South Australian aged care provider Eldercare has denied union claims it is sacking personal care workers who choose to work for another aged care provider.
The United Workers Union issued a statement on Friday to say that Eldercare was forcing employees to resign should they choose to primarily work for another provider.
However, Eldercare said it contacted these employees to ask their intentions and invite them to request further unpaid leave if their circumstances warranted it.
Under current COVID-19 restrictions, South Australian aged care staff are only allowed to work at one facility to limit the risk of coronavirus spreading between facilities.
The UWU said in statement that “Eldercare is effectively sacking essential aged care workers who have worked throughout the pandemic, telling them they must resign from their positions if they have another aged care job.”
The UWU aged care director Carolyn Smith condemned Eldercare’s decision.
“Eldercare cutting these workers’ jobs highlights the complete lack of respect management have for the workers who have carried them through the COVID-19 crisis,” Ms Smith said in a statement.
“After turning up to work on the frontline every day through this pandemic, aged care workers shouldn’t be punished for doing their part to keep the community safe. These workers have done nothing wrong. For Eldercare to turn around and show them the door is a disgrace,” Ms Smith said.
Ms Smith said this was also a failure of the SA state government.
“When the second job ban was introduced, we raised concerns about the potential for situations like this to arise, but they chose not to put any safeguards in place to protect these workers,” she said.
Eldercare CEO Jane Pickering told Australian Ageing Agenda the statements made by UWU were false.
“Eldercare has not required any of our employees to resign,” Ms Pickering told AAA.
Ms Pickering said Eldercare has a number of employees who have not been working with the provider for three months because they elected to work for an alternative provider.
“We have recently contacted these employees to ask their intentions regarding returning to work with Eldercare.
“This included inviting employees to request a further period of leave from Eldercare based on personal circumstances,” she said.
The letter asks employees to indicate via an online form whether they will return to work solely with Eldercare, continue to work permanent shifts for another provider and therefore resign due to unavailability to be rostered as per their employment contract, or have exceptional circumstances that are the basis for a request for further unpaid leave.
Ms Pickering said the organisation valued its workforce and its residents.

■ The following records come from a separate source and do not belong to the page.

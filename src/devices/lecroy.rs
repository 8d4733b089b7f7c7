use std::thread;
use std::time::Duration;

use lazy_static::lazy_static;
use regex::Regex;

use crate::config::{AcquisitionConfig, SampleEncoding, TriggerSlope};
use crate::error::{Error, Result};
use crate::instrument::{self, InstrumentChannel, Vxi11Channel};
use crate::scope::{self, InstrumentSession, Oscilloscope, ScopeState};
use crate::trs::Samples;

lazy_static! {
	static ref TRMD_RE: Regex = Regex::new("TRMD\\s+(AUTO|NORM|SINGLE|STOP)").unwrap();
	static ref INR_RE: Regex  = Regex::new("INR\\s+(\\d+)").unwrap();
	static ref IDLE_RE: Regex = Regex::new("(-?\\d+)\\s*$").unwrap();
}

// Seconds the instrument may take to settle before WaitUntilIdle gives up
pub const IDLE_WAIT_SEC:u32 = 5;

// Bit of the internal state register that stays set while the instrument is busy after a reset
pub const INR_BUSY_BIT:u32 = 13;
pub const READY_POLL_ATTEMPTS:u32 = 20;
pub const READY_POLL_INTERVAL_SEC:f32 = 0.5;

const STOP_ACQUISITION:&str = "vbs 'app.acquisition.triggermode = \"stopped\" '";
const ARM_SINGLE:&str       = "vbs 'app.acquisition.triggermode = \"single\" '";

// LeCroy WaveRunner/WavePro driven through its automation (VBS) interface, which keeps arming
// and idle checks synchronous where the plain remote commands race
pub struct LeCroy<C: InstrumentChannel> {
	session: InstrumentSession<C>,
}

impl LeCroy<Vxi11Channel> {

	pub fn connect(address:&str, timeout:Duration, attempts:u32, backoff:Duration) -> Result<Self> {
		let mut channel = instrument::connect_with_retry(address, timeout, attempts, backoff)?;
		channel.clear()?;

		let mut scope = LeCroy::new(channel);
		scope.wait_ready()?;
		scope.wait_idle()?;
		Ok(scope)
	}

}

impl<C: InstrumentChannel> LeCroy<C> {

	pub fn new(channel:C) -> Self {
		LeCroy{ session: InstrumentSession::new(channel) }
	}

	// Blocks until WaitUntilIdle reports the acquisition system quiet
	pub fn wait_idle(&mut self) -> Result<()> {
		let query = format!("vbs? 'return=app.WaitUntilIdle({})' ", IDLE_WAIT_SEC);
		let res:String = self.session.channel()?.query(&query)?;
		let idle:i64 = IDLE_RE.captures(res.trim())
			.and_then(|cap| cap.get(1))
			.and_then(|m| m.as_str().parse().ok())
			.ok_or_else(|| Error::Instrument(format!("unexpected WaitUntilIdle response {:?}", res)))?;

		if idle == 0 {
			return Err(Error::Instrument(format!("instrument not idle after {} s", IDLE_WAIT_SEC)));
		}
		Ok(())
	}

	// Polls the internal state register until the post-reset busy bit clears
	pub fn wait_ready(&mut self) -> Result<()> {
		let interval = Duration::from_secs_f32(READY_POLL_INTERVAL_SEC);
		for _ in 0..READY_POLL_ATTEMPTS {
			let res:String = self.session.channel()?.query("INR?")?;
			let inr:u32 = INR_RE.captures(&res)
				.and_then(|cap| cap.get(1))
				.and_then(|m| m.as_str().parse().ok())
				.ok_or_else(|| Error::Instrument(format!("unexpected INR? response {:?}", res)))?;

			if (inr >> INR_BUSY_BIT) & 0x01 == 0 {
				return Ok(());
			}
			thread::sleep(interval);
		}
		Err(Error::Timeout("INR?".to_owned()))
	}

	fn send(&mut self, cmd:&str) -> Result<()> {
		self.session.channel()?.send_command(cmd)
	}

}

fn slope(s:TriggerSlope) -> &'static str {
	match s {
		TriggerSlope::Positive => "POS",
		TriggerSlope::Negative => "NEG",
	}
}

impl<C: InstrumentChannel> Oscilloscope for LeCroy<C> {

	fn configure(&mut self, config:&AcquisitionConfig) -> Result<()> {
		self.session.require("configure", &[ScopeState::Connected, ScopeState::Configured, ScopeState::Armed])?;

		let ch:&str   = &config.capture_channel;
		let trig:&str = &config.trigger_channel;

		let cmds:Vec<String> = vec![
			"vbs 'app.Acquisition.ClearSweeps' ".to_owned(),
			format!("TDIV {:E}S", config.timebase()),
			format!("{}:VDIV {:E}V", ch, config.vertical_range),
			"CFMT DEF9,WORD,BIN".to_owned(),
			"vbs 'app.Acquisition.Horizontal.Maximize = \"FixedSampleRate\" '".to_owned(),
			format!("vbs 'app.Acquisition.Horizontal.SampleRate = \"{}MS/s\" '", config.sample_rate / 1e6),
			format!("vbs 'app.Acquisition.Horizontal.AcquisitionDuration = \"{:E}S\" '", config.capture_duration()),
			format!("vbs 'app.Acquisition.{}.VerOffset = \"{:E}V\" '", ch, config.vertical_offset),
			// Trigger: a negative delay starts the capture that long after the trigger event
			format!("TRDL {:E}S", config.trigger_delay),
			format!("{}:TRLV {:E}V", trig, config.trigger_level),
			format!("{}:TRSL {}", trig, slope(config.trigger_slope)),
		];

		for cmd in &cmds {
			self.send(cmd)?;
		}

		self.session.set_state(ScopeState::Configured);
		Ok(())
	}

	fn arm(&mut self) -> Result<()> {
		self.session.require("arm", &[ScopeState::Configured, ScopeState::Armed])?;

		// Arming while the previous sweep is still settling is silently ignored, so confirm
		// idle between the stop and the arm
		self.send(STOP_ACQUISITION)?;
		self.wait_idle()?;
		self.send(ARM_SINGLE)?;
		self.wait_idle()?;

		self.session.set_state(ScopeState::Armed);
		Ok(())
	}

	fn trigger_stopped(&mut self) -> Result<bool> {
		self.session.require("poll the trigger", &[ScopeState::Armed])?;

		let res:String = self.session.channel()?.query("TRMD?")?;
		let mode:String = TRMD_RE.captures(&res)
			.and_then(|cap| cap.get(1))
			.map(|m| m.as_str().to_owned())
			.ok_or_else(|| Error::Instrument(format!("unexpected TRMD? response {:?}", res)))?;

		let stopped = mode == "STOP";
		if stopped {
			self.session.set_state(ScopeState::Configured);
		}
		Ok(stopped)
	}

	fn read_waveform(&mut self, sample_count:usize, encoding:SampleEncoding, channel:&str) -> Result<Samples> {
		self.session.require("read a waveform", &[ScopeState::Configured])?;

		match encoding {
			SampleEncoding::ScaledInt16 => {
				self.send(&format!("{}:WF? DAT1", channel))?;
				let raw:Vec<u8> = self.session.channel()?.read_raw_block()?;
				let payload:&[u8] = scope::parse_definite_block(&raw)?;
				scope::decode_int16_samples(payload, sample_count).map(Samples::Int16)
			},
			SampleEncoding::Float32 => {
				self.send(&format!("{}:INSPECT? \"SIMPLE\"", channel))?;
				let raw:Vec<u8> = self.session.channel()?.read_raw_block()?;
				scope::decode_float_text(&raw, sample_count).map(Samples::Float32)
			},
		}
	}

	fn state(&self) -> ScopeState { self.session.state() }

	fn close(&mut self) -> Result<()> { self.session.close() }

}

“Continuity of care is best achieved with a stable, committed workforce, and wherever possible we seek to ensure that our workforce is ready and available to provide care to our residents,” she said.
In response to Eldercare’s comments, Ms Smith reiterated that the provider has forced its employees to resign.
“Eldercare has told workers that they are not able to remain on unpaid leave if they nominated an alternative primary employer,” Ms Smith told AAA.
“Therefore, they have ultimately sacked these workers,” she said.